= Karen Hicks =

American political operative

Karen Hicks is a Democratic political operative specializing in campaign field strategy and organization.

Hicks attended the University of North Carolina at Chapel Hill. Hicks has held positions in a variety of political organizations and campaigns, including Executive Director of New Hampshire Citizen Action (1993–1997), and Political Director for Jeanne Shaheen's gubernatorial (2000) and U.S. Senate (2002) bids. She also served as Shaheen's Health Policy Advisor (2000-2002).
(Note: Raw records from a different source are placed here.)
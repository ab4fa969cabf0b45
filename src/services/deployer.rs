//! Contract deployment sequence.
//!
//! Orchestrates the lifecycle the deploy binary and the test fixtures share:
//! on development networks the mock aggregator deploys first and is recorded
//! in the registry, the price feed resolves, then FundMe deploys with the
//! resolved address as its constructor argument. Deployments wait for the
//! network's required confirmations before being treated as final.

use alloy::primitives::U256;
use log::info;

use crate::{
    constants::{
        FUND_ME_CONTRACT, MOCK_AGGREGATOR_CONTRACT, MOCK_AGGREGATOR_DECIMALS,
        MOCK_AGGREGATOR_INITIAL_ANSWER,
    },
    models::{CallArg, DeploymentError, DeploymentRecord, Networks},
    repositories::DeploymentRegistry,
    services::{resolve_price_feed_address, LedgerClient},
};

/// Deploys FundMe on the given network, recording every deployment in
/// `registry`, and returns the FundMe record.
///
/// The first unlocked ledger account acts as the deployer and becomes the
/// contract owner.
pub async fn deploy_contracts<L: LedgerClient + ?Sized>(
    ledger: &L,
    networks: &Networks,
    chain_id: u64,
    registry: &DeploymentRegistry,
) -> Result<DeploymentRecord, DeploymentError> {
    let network = networks.by_chain_id(chain_id)?;
    let confirmations = network.required_confirmations;

    let accounts = ledger.get_accounts().await?;
    let deployer = accounts
        .first()
        .copied()
        .ok_or(DeploymentError::NoAccounts)?;

    if network.is_development && registry.get(MOCK_AGGREGATOR_CONTRACT).is_none() {
        info!(
            "Development network '{}': deploying {}",
            network.network, MOCK_AGGREGATOR_CONTRACT
        );
        let mock = ledger
            .deploy_contract(
                MOCK_AGGREGATOR_CONTRACT,
                vec![
                    CallArg::Uint(U256::from(MOCK_AGGREGATOR_DECIMALS)),
                    CallArg::Uint(U256::from(MOCK_AGGREGATOR_INITIAL_ANSWER)),
                ],
                deployer,
                confirmations,
            )
            .await?;
        info!("{} deployed at {}", MOCK_AGGREGATOR_CONTRACT, mock.address);
        registry.record(mock);
    }

    let price_feed =
        resolve_price_feed_address(networks, chain_id, network.is_development, registry)?;

    let record = ledger
        .deploy_contract(
            FUND_ME_CONTRACT,
            vec![CallArg::Address(price_feed)],
            deployer,
            confirmations,
        )
        .await?;
    info!(
        "{} deployed at {} with price feed {} ({} confirmations)",
        FUND_ME_CONTRACT, record.address, price_feed, confirmations
    );
    registry.record(record.clone());

    Ok(record)
}

#[cfg(test)]
mod tests {
    use super::*;
    use crate::{
        models::NetworkConfig,
        services::{InMemoryLedger, LedgerError, MockLedgerClient},
    };
    use alloy::primitives::Address;

    fn development_networks() -> Networks {
        Networks::new(vec![NetworkConfig {
            network: "localhost".to_string(),
            chain_id: 31337,
            price_feed: None,
            rpc_urls: vec!["http://127.0.0.1:8545".to_string()],
            is_development: true,
            required_confirmations: 1,
        }])
    }

    #[tokio::test]
    async fn test_deploys_mock_before_fund_me_on_development_network() {
        let ledger = InMemoryLedger::new();
        let registry = DeploymentRegistry::new();

        let record = deploy_contracts(&ledger, &development_networks(), 31337, &registry)
            .await
            .unwrap();

        let mock = registry.get(MOCK_AGGREGATOR_CONTRACT).unwrap();
        let fund_me = registry.get(FUND_ME_CONTRACT).unwrap();
        assert_eq!(fund_me.address, record.address);
        assert!(mock.transaction.block_number < fund_me.transaction.block_number);
    }

    #[tokio::test]
    async fn test_reuses_already_registered_mock() {
        let ledger = InMemoryLedger::new();
        let registry = DeploymentRegistry::new();

        deploy_contracts(&ledger, &development_networks(), 31337, &registry)
            .await
            .unwrap();
        let first_mock = registry.get(MOCK_AGGREGATOR_CONTRACT).unwrap();

        deploy_contracts(&ledger, &development_networks(), 31337, &registry)
            .await
            .unwrap();
        let second_mock = registry.get(MOCK_AGGREGATOR_CONTRACT).unwrap();
        assert_eq!(first_mock.address, second_mock.address);
    }

    #[tokio::test]
    async fn test_unknown_chain_id() {
        let ledger = InMemoryLedger::new();
        let registry = DeploymentRegistry::new();

        let result = deploy_contracts(&ledger, &development_networks(), 1, &registry).await;
        assert!(matches!(result, Err(DeploymentError::Configuration(_))));
    }

    #[tokio::test]
    async fn test_no_accounts() {
        let mut ledger = MockLedgerClient::new();
        ledger
            .expect_get_accounts()
            .returning(|| Box::pin(async { Ok(vec![]) }));

        let registry = DeploymentRegistry::new();
        let result = deploy_contracts(&ledger, &development_networks(), 31337, &registry).await;
        assert!(matches!(result, Err(DeploymentError::NoAccounts)));
    }

    #[tokio::test]
    async fn test_creation_revert_is_classified() {
        let mut ledger = MockLedgerClient::new();
        ledger
            .expect_get_accounts()
            .returning(|| Box::pin(async { Ok(vec![Address::with_last_byte(1)]) }));
        ledger.expect_deploy_contract().returning(|_, _, _, _| {
            Box::pin(async {
                Err(LedgerError::Reverted {
                    reason: "constructor failed".to_string(),
                })
            })
        });

        let registry = DeploymentRegistry::new();
        let result = deploy_contracts(&ledger, &development_networks(), 31337, &registry).await;
        assert!(matches!(result, Err(DeploymentError::Reverted(_))));
    }
}
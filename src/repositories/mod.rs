//! # Repository Module
//!
//! Storage for deployment records. The registry is threaded through the
//! deployment sequence as an explicit argument rather than living behind a
//! process-wide global.

mod deployment;
pub use deployment::*;
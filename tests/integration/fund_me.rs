//! Funding and withdrawal flow tests.
//!
//! Exercises the observed contract state machine: Empty → Funded →
//! Withdrawn. Failed operations must leave every observable (contract
//! balance, funder sequence, per-funder amounts) unchanged.

use alloy::primitives::U256;
use fundme_deployer::{
    constants::MINIMUM_USD,
    services::{FundMe, FundMeError, LedgerClient},
    utils::ether,
};

use crate::common::deploy_fixture;

/// Value each funder sends, matching one whole unit of native currency.
fn send_value() -> U256 {
    ether(1)
}

/// Smallest value that converts to exactly the minimum USD threshold at the
/// mock feed's $2000 answer: 0.025 ether.
fn threshold_value() -> U256 {
    ether(1) / U256::from(40u64)
}

#[tokio::test]
async fn test_fund_fails_without_enough_value() {
    let fixture = deploy_fixture().await;
    let fund_me = FundMe::attach(&fixture.ledger, &fixture.registry).unwrap();
    let funder = fixture.accounts[1];

    let result = fund_me.fund(funder, U256::ZERO).await;
    assert!(matches!(result, Err(FundMeError::InsufficientValue)));

    // State unchanged: nothing recorded, nothing transferred.
    assert_eq!(fund_me.balance().await.unwrap(), U256::ZERO);
    assert_eq!(fund_me.amount_funded(funder).await.unwrap(), U256::ZERO);
    assert!(fund_me.funder(0).await.is_err());
}

#[tokio::test]
async fn test_fund_threshold_boundary() {
    let fixture = deploy_fixture().await;
    let fund_me = FundMe::attach(&fixture.ledger, &fixture.registry).unwrap();
    let funder = fixture.accounts[1];

    let below = threshold_value() - U256::from(1u64);
    let result = fund_me.fund(funder, below).await;
    assert!(matches!(result, Err(FundMeError::InsufficientValue)));

    fund_me.fund(funder, threshold_value()).await.unwrap();
    assert_eq!(fund_me.balance().await.unwrap(), threshold_value());
}

#[tokio::test]
async fn test_fund_updates_amount_funded() {
    let fixture = deploy_fixture().await;
    let fund_me = FundMe::attach(&fixture.ledger, &fixture.registry).unwrap();
    let funder = fixture.accounts[1];

    fund_me.fund(funder, send_value()).await.unwrap();
    assert_eq!(fund_me.amount_funded(funder).await.unwrap(), send_value());

    // Amounts accumulate across repeated funding.
    fund_me.fund(funder, send_value()).await.unwrap();
    assert_eq!(
        fund_me.amount_funded(funder).await.unwrap(),
        send_value() * U256::from(2u64)
    );
}

#[tokio::test]
async fn test_fund_appends_funder_to_sequence_once() {
    let fixture = deploy_fixture().await;
    let fund_me = FundMe::attach(&fixture.ledger, &fixture.registry).unwrap();
    let funder = fixture.accounts[1];

    fund_me.fund(funder, send_value()).await.unwrap();
    fund_me.fund(funder, send_value()).await.unwrap();

    assert_eq!(fund_me.funder(0).await.unwrap(), funder);
    // Repeat funding must not duplicate the sequence entry.
    assert!(fund_me.funder(1).await.is_err());
}

#[tokio::test]
async fn test_withdraw_from_a_single_funder() {
    let fixture = deploy_fixture().await;
    let fund_me = FundMe::attach(&fixture.ledger, &fixture.registry).unwrap();
    let owner = fixture.accounts[0];

    fund_me.fund(owner, send_value()).await.unwrap();

    let starting_contract_balance = fund_me.balance().await.unwrap();
    let starting_owner_balance = fixture.ledger.get_balance(owner).await.unwrap();

    fund_me.withdraw(owner).await.unwrap();

    let ending_owner_balance = fixture.ledger.get_balance(owner).await.unwrap();
    assert_eq!(fund_me.balance().await.unwrap(), U256::ZERO);
    assert_eq!(
        ending_owner_balance,
        starting_owner_balance + starting_contract_balance
    );
}

#[tokio::test]
async fn test_withdraw_with_multiple_funders() {
    let fixture = deploy_fixture().await;
    let fund_me = FundMe::attach(&fixture.ledger, &fixture.registry).unwrap();
    let owner = fixture.accounts[0];
    let funders = &fixture.accounts[1..6];

    for funder in funders {
        fund_me.fund(*funder, send_value()).await.unwrap();
    }
    assert_eq!(
        fund_me.balance().await.unwrap(),
        send_value() * U256::from(funders.len() as u64)
    );

    let starting_contract_balance = fund_me.balance().await.unwrap();
    let starting_owner_balance = fixture.ledger.get_balance(owner).await.unwrap();

    fund_me.withdraw(owner).await.unwrap();

    assert_eq!(fund_me.balance().await.unwrap(), U256::ZERO);
    assert_eq!(
        fixture.ledger.get_balance(owner).await.unwrap(),
        starting_owner_balance + starting_contract_balance
    );

    // The funder ledger resets completely.
    assert!(fund_me.funder(0).await.is_err());
    for funder in funders {
        assert_eq!(fund_me.amount_funded(*funder).await.unwrap(), U256::ZERO);
    }
}

#[tokio::test]
async fn test_only_owner_can_withdraw() {
    let fixture = deploy_fixture().await;
    let fund_me = FundMe::attach(&fixture.ledger, &fixture.registry).unwrap();
    let funder = fixture.accounts[1];
    let attacker = fixture.accounts[2];

    fund_me.fund(funder, send_value()).await.unwrap();

    let result = fund_me.withdraw(attacker).await;
    assert!(matches!(result, Err(FundMeError::Permission)));

    // Prior state survives the failed attempt.
    assert_eq!(fund_me.balance().await.unwrap(), send_value());
    assert_eq!(fund_me.funder(0).await.unwrap(), funder);
    assert_eq!(fund_me.amount_funded(funder).await.unwrap(), send_value());
}

#[tokio::test]
async fn test_cheaper_withdraw_resets_state() {
    let fixture = deploy_fixture().await;
    let fund_me = FundMe::attach(&fixture.ledger, &fixture.registry).unwrap();
    let owner = fixture.accounts[0];
    let funders = &fixture.accounts[1..6];

    for funder in funders {
        fund_me.fund(*funder, send_value()).await.unwrap();
    }

    let starting_contract_balance = fund_me.balance().await.unwrap();
    let starting_owner_balance = fixture.ledger.get_balance(owner).await.unwrap();

    fund_me.cheaper_withdraw(owner).await.unwrap();

    assert_eq!(fund_me.balance().await.unwrap(), U256::ZERO);
    assert_eq!(
        fixture.ledger.get_balance(owner).await.unwrap(),
        starting_owner_balance + starting_contract_balance
    );
    assert!(fund_me.funder(0).await.is_err());
    for funder in funders {
        assert_eq!(fund_me.amount_funded(*funder).await.unwrap(), U256::ZERO);
    }
}

#[tokio::test]
async fn test_cheaper_withdraw_is_owner_only() {
    let fixture = deploy_fixture().await;
    let fund_me = FundMe::attach(&fixture.ledger, &fixture.registry).unwrap();

    let result = fund_me.cheaper_withdraw(fixture.accounts[3]).await;
    assert!(matches!(result, Err(FundMeError::Permission)));
}

#[tokio::test]
async fn test_minimum_usd_matches_contract_interface() {
    let fixture = deploy_fixture().await;
    let fund_me = FundMe::attach(&fixture.ledger, &fixture.registry).unwrap();

    assert_eq!(
        fund_me.minimum_usd().await.unwrap(),
        U256::from(MINIMUM_USD)
    );
}
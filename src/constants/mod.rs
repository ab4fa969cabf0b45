//! This module contains all the constant values used in the system
mod contracts;
pub use contracts::*;

mod price_feed;
pub use price_feed::*;
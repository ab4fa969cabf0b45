//! Integration tests for the deployment and funding flows, driven against
//! the in-memory simulated ledger.

mod common;
mod deploy;
mod fund_me;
Hicks rose to national prominence during the 2004 Democratic presidential primary when she served as the New Hampshire State Director for Governor Howard Dean's campaign. Her tactics and exceptional leadership abilities earned her wide acclaim, leading ABC News' political newsletter The Note to comment that, "Karen Hicks has captured lightning in a bottle in New Hampshire for Dr. Dean."

Hicks has worked as Deputy National Field Director for the Democratic National Committee, including John Kerry's presidential campaign in 2004, and for Prime Minister Tony Blair and the Labour Party of Britain (2005). She led the petitioning drive to win Gifford Miller a place on the ballot in the race for Mayor of New York City (2005).

Hicks worked in late 2005 and most of 2006 at Catalist, a national voter database company founded by Harold M. Ickes, which was originally dubbed the Data Warehouse project.

Hicks then joined the Institute of Politics at Harvard University as a resident fellow for the Fall 2006 term. In December 2006, media reports indicated that she would join Hillary Clinton's presidential campaign.